We went back to the train, and through the haze of smoke that was lifting, the locomotive could be seen throwing off sparks from its stack, and puffing.  Bernstein was lying in a pool of blood alongside the train, face downwards, and with his arms outstretched. Walters, still moaning had been hit in the shoulder by a bullet. Kelly was applying first aid to his wound and yelling for the doctor, who was busy with other wounded. The two cars that had contained the more seriously wounded, had been hit the worst.  Many of the men had been hit again, and some of them died.  During the night we removed the dead and wounded from the cars and placed them on the ground. Dr. Hart, the Austrian, his uniform splattered with blood, directed the work.

Some ambulances arrived at dawn to remove the wounded and dead, and they were driven south. The Polish woman doctor had been shot through the neck. She had been placed under an olive tree where she died. She looked strangely peaceful with the gray pallor of death upon her face. Near her, was her opened valise, with underwear, silk stockings, notebooks, and incongruously, a small pearl-handled revolver.
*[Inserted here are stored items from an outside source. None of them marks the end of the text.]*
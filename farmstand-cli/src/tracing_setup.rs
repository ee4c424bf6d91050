//! Tracing setup for the farmstand CLI
//!
//! Usage:
//!   farmstand --debug serve              # Debug logging to console
//!   farmstand --otel serve               # Also export spans over OTLP (telemetry feature)
//!   RUST_LOG=farmstand_server=debug farmstand serve
//!
//! Environment variables:
//!   RUST_LOG                             # Log filter (default: info)
//!   OTEL_EXPORTER_OTLP_ENDPOINT          # OTLP endpoint (default: http://localhost:4317)
//!   OTEL_SERVICE_NAME                    # Service name (default: farmstand)

use anyhow::{anyhow, Result};
use tracing_subscriber::EnvFilter;

/// Tracing configuration options
#[derive(Debug, Clone, Default)]
pub struct TracingConfig {
    /// Debug level unless RUST_LOG says otherwise
    pub debug: bool,
    /// Enable OpenTelemetry OTLP export
    pub otel: bool,
}

fn env_filter(debug: bool) -> EnvFilter {
    let fallback = if debug { "debug" } else { "info" };
    EnvFilter::try_from_default_env().unwrap_or_else(|_| EnvFilter::new(fallback))
}

/// Console output only
pub fn init_tracing(config: &TracingConfig) -> Result<()> {
    tracing_subscriber::fmt()
        .with_env_filter(env_filter(config.debug))
        .with_target(config.debug)
        .compact()
        .try_init()
        .map_err(|err| anyhow!(err))
}

/// Console output plus OTLP span export
#[cfg(feature = "telemetry")]
pub fn init_tracing_with_otel(config: &TracingConfig) -> Result<()> {
    use opentelemetry::trace::TracerProvider as _;
    use opentelemetry::KeyValue;
    use opentelemetry_otlp::WithExportConfig;
    use opentelemetry_sdk::trace::TracerProvider;
    use tracing_subscriber::{layer::SubscriberExt, util::SubscriberInitExt};

    let endpoint = std::env::var("OTEL_EXPORTER_OTLP_ENDPOINT")
        .unwrap_or_else(|_| "http://localhost:4317".to_string());
    let service_name =
        std::env::var("OTEL_SERVICE_NAME").unwrap_or_else(|_| "farmstand".to_string());

    let exporter = opentelemetry_otlp::SpanExporter::builder()
        .with_tonic()
        .with_endpoint(&endpoint)
        .build()
        .map_err(|e| anyhow!("Failed to create OTLP exporter: {}", e))?;

    let provider = TracerProvider::builder()
        .with_batch_exporter(exporter, opentelemetry_sdk::runtime::Tokio)
        .with_resource(opentelemetry_sdk::Resource::new(vec![KeyValue::new(
            "service.name",
            service_name.clone(),
        )]))
        .build();

    let telemetry_layer = tracing_opentelemetry::layer().with_tracer(provider.tracer("farmstand"));

    // Dropping the provider would stop export
    let _ = opentelemetry::global::set_tracer_provider(provider);

    let fmt_layer = tracing_subscriber::fmt::layer()
        .with_target(config.debug)
        .compact();

    tracing_subscriber::registry()
        .with(env_filter(config.debug))
        .with(fmt_layer)
        .with(telemetry_layer)
        .try_init()
        .map_err(|err| anyhow!(err))?;

    tracing::info!(
        endpoint = %endpoint,
        service = %service_name,
        "OpenTelemetry tracing initialized"
    );
    Ok(())
}

/// Flush pending spans
#[cfg(feature = "telemetry")]
pub fn shutdown_otel() {
    opentelemetry::global::shutdown_tracer_provider();
}

#[cfg(not(feature = "telemetry"))]
pub fn shutdown_otel() {}

/// Pick console-only or OTLP export based on `config.otel`.
pub fn init(config: &TracingConfig) -> Result<()> {
    #[cfg(feature = "telemetry")]
    if config.otel {
        return init_tracing_with_otel(config);
    }

    #[cfg(not(feature = "telemetry"))]
    if config.otel {
        eprintln!("--otel ignored: built without the telemetry feature");
    }

    init_tracing(config)
}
Later in the morning we heard the rumble of artillery not too far away. Dr. Hart had left in one of the ambulances, and there was nobody in charge. Spike and some of the guys decided to head north along the highway. They came back in a little while. They had met some Republican soldiers who told them the road was no longer open. Spike matter-of-factly announced:

“We’re stuck boys – The fascists are in Vinaroz – They’ve cut through to the sea.”

 

 

 

[1] Unidentified volunteer.

[2] Unidentified volunteer.

[3] Unidentified volunteer.

[4] Joseph Kelly (Irish-Canadian) b. March 10, 1898, Donegal, Ireland; Emigrated to Canada; Canadian Citizen; Single; Lumber Worker and Trade Union Organizer; IWW, IRA, CPC 1932; Domicile Vancouver, British Columbia; Arrived in Spain February 14, 1937;WIA Brunete; Returned to Canada February 2, 1939; d. January 2, 1977, Kamloops, British Columbia [Petro Data Base; & McLoughlin, Fighting for Republican Spain, p.199].

[5] Leon Blum was the leader of France’s Popular Front coalition government.

[6] Smith is an unidentified Australian volunteer.

[7] Possibly Robert Francis Allen.

[8] Unidentified volunteer.

[9] Unidentified volunteer.

[10] Nick Tosches, who completed extensive research on William Gresham while writing the introduction for the 2010 reprint of the Gresham novel Nightmare Alley, makes the case that “Spike” is most likely Joseph “Doc” Halliday.  Tosches plans on publishing an extended work on Gresham. Email from Tosches to Brooks, March 4, 2015; The 1920 Beer War was a gangland turf war in Chicago during Prohibition.